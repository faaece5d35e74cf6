//! # Mutation Engine
//!
//! Mutation events and their application to a [`GraphStore`].
//!
//! Events address objects and properties purely by numeric index. On the
//! wire an event is an array `[code, ...args]`; codes are accepted in long
//! (`"New-Object"`) or short (`"N"`) form and always written short.
//!
//! All mutations are:
//! - Deterministic
//! - Applied in order
//! - Checked: an event that cannot apply exactly is an error, never skipped

use crate::store::GraphStore;
use crate::{ContainerKind, RefgraphError};
use serde::{Deserialize, Serialize};
use serde_json::Value as JsonValue;
use std::fmt;

// =============================================================================
// OBJECT KIND
// =============================================================================

/// Kind of object created by `New-Object`.
#[derive(Debug, Clone, Copy, PartialEq, Eq, Hash)]
pub enum ObjectKind {
    Plain,
    Container(ContainerKind),
}

impl ObjectKind {
    /// Accepts `plain`, `sequence`/`A`, `map`/`M` and `set`/`S`.
    pub fn parse(raw: &str) -> Result<Self, RefgraphError> {
        match raw {
            "plain" => Ok(Self::Plain),
            "sequence" => Ok(Self::Container(ContainerKind::Sequence)),
            "map" => Ok(Self::Container(ContainerKind::Map)),
            "set" => Ok(Self::Container(ContainerKind::Set)),
            other => ContainerKind::from_tag(other)
                .map(Self::Container)
                .ok_or_else(|| RefgraphError::MalformedEvent(format!("unknown object kind {other:?}"))),
        }
    }

    #[must_use]
    pub const fn as_str(self) -> &'static str {
        match self {
            Self::Plain => "plain",
            Self::Container(kind) => kind.tag(),
        }
    }
}

impl fmt::Display for ObjectKind {
    fn fmt(&self, f: &mut fmt::Formatter<'_>) -> fmt::Result {
        f.write_str(self.as_str())
    }
}

// =============================================================================
// EVENTS
// =============================================================================

/// One mutation. Payload values are raw JSON, resolved against the store
/// when applied.
#[derive(Debug, Clone, PartialEq, Serialize, Deserialize)]
#[serde(try_from = "JsonValue", into = "JsonValue")]
pub enum Event {
    /// `N`: create an empty object at `object`.
    NewObject { object: u64, kind: ObjectKind },
    /// `D`: tombstone `object`.
    Disposed { object: u64 },
    /// `P`: append a property name; `index` must equal the table length.
    NewProperty { name: String, index: u64 },
    /// `C`: set a record field.
    PropertyChanged {
        object: u64,
        property: u64,
        value: JsonValue,
    },
    /// `I`: insert into a sequence; `position == len` appends.
    ListInsert {
        object: u64,
        position: u64,
        value: JsonValue,
    },
    /// `CL`: empty a sequence, map or set.
    CollectionClear { object: u64 },
    /// `R`: remove a sequence element.
    ListRemoveAt { object: u64, position: u64 },
    /// `K`: remove a map key or a set member.
    CollectionRemoveKey { object: u64, key: JsonValue },
    /// `S`: replace a sequence element.
    ListSetAt {
        object: u64,
        position: u64,
        value: JsonValue,
    },
    /// `M`: insert or replace a map entry.
    CollectionMapSet {
        object: u64,
        key: JsonValue,
        value: JsonValue,
    },
    /// `A`: add a set member.
    CollectionAdd { object: u64, value: JsonValue },
}

impl Event {
    /// Short wire code.
    #[must_use]
    pub const fn code(&self) -> &'static str {
        match self {
            Self::NewObject { .. } => "N",
            Self::Disposed { .. } => "D",
            Self::NewProperty { .. } => "P",
            Self::PropertyChanged { .. } => "C",
            Self::ListInsert { .. } => "I",
            Self::CollectionClear { .. } => "CL",
            Self::ListRemoveAt { .. } => "R",
            Self::CollectionRemoveKey { .. } => "K",
            Self::ListSetAt { .. } => "S",
            Self::CollectionMapSet { .. } => "M",
            Self::CollectionAdd { .. } => "A",
        }
    }
}

/// Sequential reader over an event's arguments.
struct EventArgs<'a> {
    code: &'a str,
    args: std::slice::Iter<'a, JsonValue>,
}

impl<'a> EventArgs<'a> {
    fn next(&mut self, what: &str) -> Result<&'a JsonValue, RefgraphError> {
        self.args
            .next()
            .ok_or_else(|| RefgraphError::MalformedEvent(format!("{}: missing {what}", self.code)))
    }

    fn index(&mut self, what: &str) -> Result<u64, RefgraphError> {
        let raw = self.next(what)?;
        raw.as_u64().ok_or_else(|| {
            RefgraphError::MalformedEvent(format!(
                "{}: {what} must be a non-negative integer, found {raw}",
                self.code
            ))
        })
    }

    fn string(&mut self, what: &str) -> Result<&'a str, RefgraphError> {
        let raw = self.next(what)?;
        raw.as_str().ok_or_else(|| {
            RefgraphError::MalformedEvent(format!("{}: {what} must be a string, found {raw}", self.code))
        })
    }

    fn value(&mut self, what: &str) -> Result<JsonValue, RefgraphError> {
        self.next(what).cloned()
    }

    fn finish(mut self) -> Result<(), RefgraphError> {
        match self.args.next() {
            None => Ok(()),
            Some(extra) => Err(RefgraphError::MalformedEvent(format!(
                "{}: unexpected trailing argument {extra}",
                self.code
            ))),
        }
    }
}

impl TryFrom<JsonValue> for Event {
    type Error = RefgraphError;

    fn try_from(raw: JsonValue) -> Result<Self, Self::Error> {
        let items = match raw {
            JsonValue::Array(items) => items,
            other => {
                return Err(RefgraphError::MalformedEvent(format!(
                    "event must be an array, found {other}"
                )));
            }
        };
        let Some((code, args)) = items.split_first() else {
            return Err(RefgraphError::MalformedEvent("empty event".to_string()));
        };
        let Some(code) = code.as_str() else {
            return Err(RefgraphError::MalformedEvent(format!(
                "event code must be a string, found {code}"
            )));
        };

        let mut args = EventArgs {
            code,
            args: args.iter(),
        };
        let event = match code {
            "New-Object" | "N" => Self::NewObject {
                object: args.index("object")?,
                kind: ObjectKind::parse(args.string("kind")?)?,
            },
            "Disposed" | "D" => Self::Disposed {
                object: args.index("object")?,
            },
            "New-Property" | "P" => Self::NewProperty {
                name: args.string("name")?.to_string(),
                index: args.index("index")?,
            },
            "Property-Changed" | "C" => Self::PropertyChanged {
                object: args.index("object")?,
                property: args.index("property")?,
                value: args.value("value")?,
            },
            "List-Insert" | "I" => Self::ListInsert {
                object: args.index("object")?,
                position: args.index("position")?,
                value: args.value("value")?,
            },
            "Collection-Clear" | "CL" => Self::CollectionClear {
                object: args.index("object")?,
            },
            "List-Remove-At" | "R" => Self::ListRemoveAt {
                object: args.index("object")?,
                position: args.index("position")?,
            },
            "Collection-Remove-Key" | "K" => Self::CollectionRemoveKey {
                object: args.index("object")?,
                key: args.value("key")?,
            },
            "List-Set-At" | "S" => Self::ListSetAt {
                object: args.index("object")?,
                position: args.index("position")?,
                value: args.value("value")?,
            },
            "Collection-Map-Set" | "M" => Self::CollectionMapSet {
                object: args.index("object")?,
                key: args.value("key")?,
                value: args.value("value")?,
            },
            "Collection-Add" | "A" => Self::CollectionAdd {
                object: args.index("object")?,
                value: args.value("value")?,
            },
            other => {
                return Err(RefgraphError::MalformedEvent(format!(
                    "unknown event code {other:?}"
                )));
            }
        };
        args.finish()?;
        Ok(event)
    }
}

impl From<Event> for JsonValue {
    fn from(event: Event) -> Self {
        let code = JsonValue::from(event.code());
        let items = match event {
            Event::NewObject { object, kind } => vec![code, object.into(), kind.as_str().into()],
            Event::Disposed { object } | Event::CollectionClear { object } => vec![code, object.into()],
            Event::NewProperty { name, index } => vec![code, name.into(), index.into()],
            Event::PropertyChanged {
                object,
                property,
                value,
            } => vec![code, object.into(), property.into(), value],
            Event::ListInsert {
                object,
                position,
                value,
            }
            | Event::ListSetAt {
                object,
                position,
                value,
            } => vec![code, object.into(), position.into(), value],
            Event::ListRemoveAt { object, position } => vec![code, object.into(), position.into()],
            Event::CollectionRemoveKey { object, key } => vec![code, object.into(), key],
            Event::CollectionMapSet { object, key, value } => vec![code, object.into(), key, value],
            Event::CollectionAdd { object, value } => vec![code, object.into(), value],
        };
        JsonValue::Array(items)
    }
}

/// A transaction: the events that advance a store from `transaction - 1`.
#[derive(Debug, Clone, PartialEq, Serialize, Deserialize)]
pub struct EventBatch {
    pub transaction: u64,
    pub events: Vec<Event>,
}

impl EventBatch {
    #[must_use]
    pub fn new(transaction: u64, events: Vec<Event>) -> Self {
        Self {
            transaction,
            events,
        }
    }

    /// Parse the batch wire format `{"transaction": N, "events": [...]}`.
    pub fn from_json_str(text: &str) -> Result<Self, RefgraphError> {
        Ok(serde_json::from_str(text)?)
    }
}

// =============================================================================
// ENGINE
// =============================================================================

/// Applies single events to a store.
///
/// Transaction ordering and atomicity are handled by [`GraphStore::apply`];
/// the engine only maps each event onto the store operation it names.
pub struct MutationEngine;

impl MutationEngine {
    /// Apply one event in place.
    ///
    /// On error the store may be partially modified; callers that need
    /// atomicity go through `GraphStore::apply`.
    pub fn apply_event(store: &mut GraphStore, event: &Event) -> Result<(), RefgraphError> {
        match event {
            Event::NewObject { object, kind } => store.create_object(*object, *kind),
            Event::Disposed { object } => store.dispose_object(*object),
            Event::NewProperty { name, index } => store.declare_property(name, *index),
            Event::PropertyChanged {
                object,
                property,
                value,
            } => store.set_property(*object, *property, value),
            Event::ListInsert {
                object,
                position,
                value,
            } => store.list_insert(*object, *position, value),
            Event::CollectionClear { object } => store.clear_collection(*object),
            Event::ListRemoveAt { object, position } => store.list_remove_at(*object, *position),
            Event::CollectionRemoveKey { object, key } => store.remove_key(*object, key),
            Event::ListSetAt {
                object,
                position,
                value,
            } => store.list_set_at(*object, *position, value),
            Event::CollectionMapSet { object, key, value } => store.map_set(*object, key, value),
            Event::CollectionAdd { object, value } => store.set_add(*object, value),
        }
    }
}

// =============================================================================
// TESTS
// =============================================================================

═══

Exercise goal: The range runs from the line with "index. On the" up to and including the line with "use std::fmt;" in the listing above; please write out exactly those lines and nothing more.

Result of the exercise:
//! Events address objects and properties purely by numeric index. On the
//! wire an event is an array `[code, ...args]`; codes are accepted in long
//! (`"New-Object"`) or short (`"N"`) form and always written short.
//!
//! All mutations are:
//! - Deterministic
//! - Applied in order
//! - Checked: an event that cannot apply exactly is an error, never skipped

use crate::store::GraphStore;
use crate::{ContainerKind, RefgraphError};
use serde::{Deserialize, Serialize};
use serde_json::Value as JsonValue;
use std::fmt;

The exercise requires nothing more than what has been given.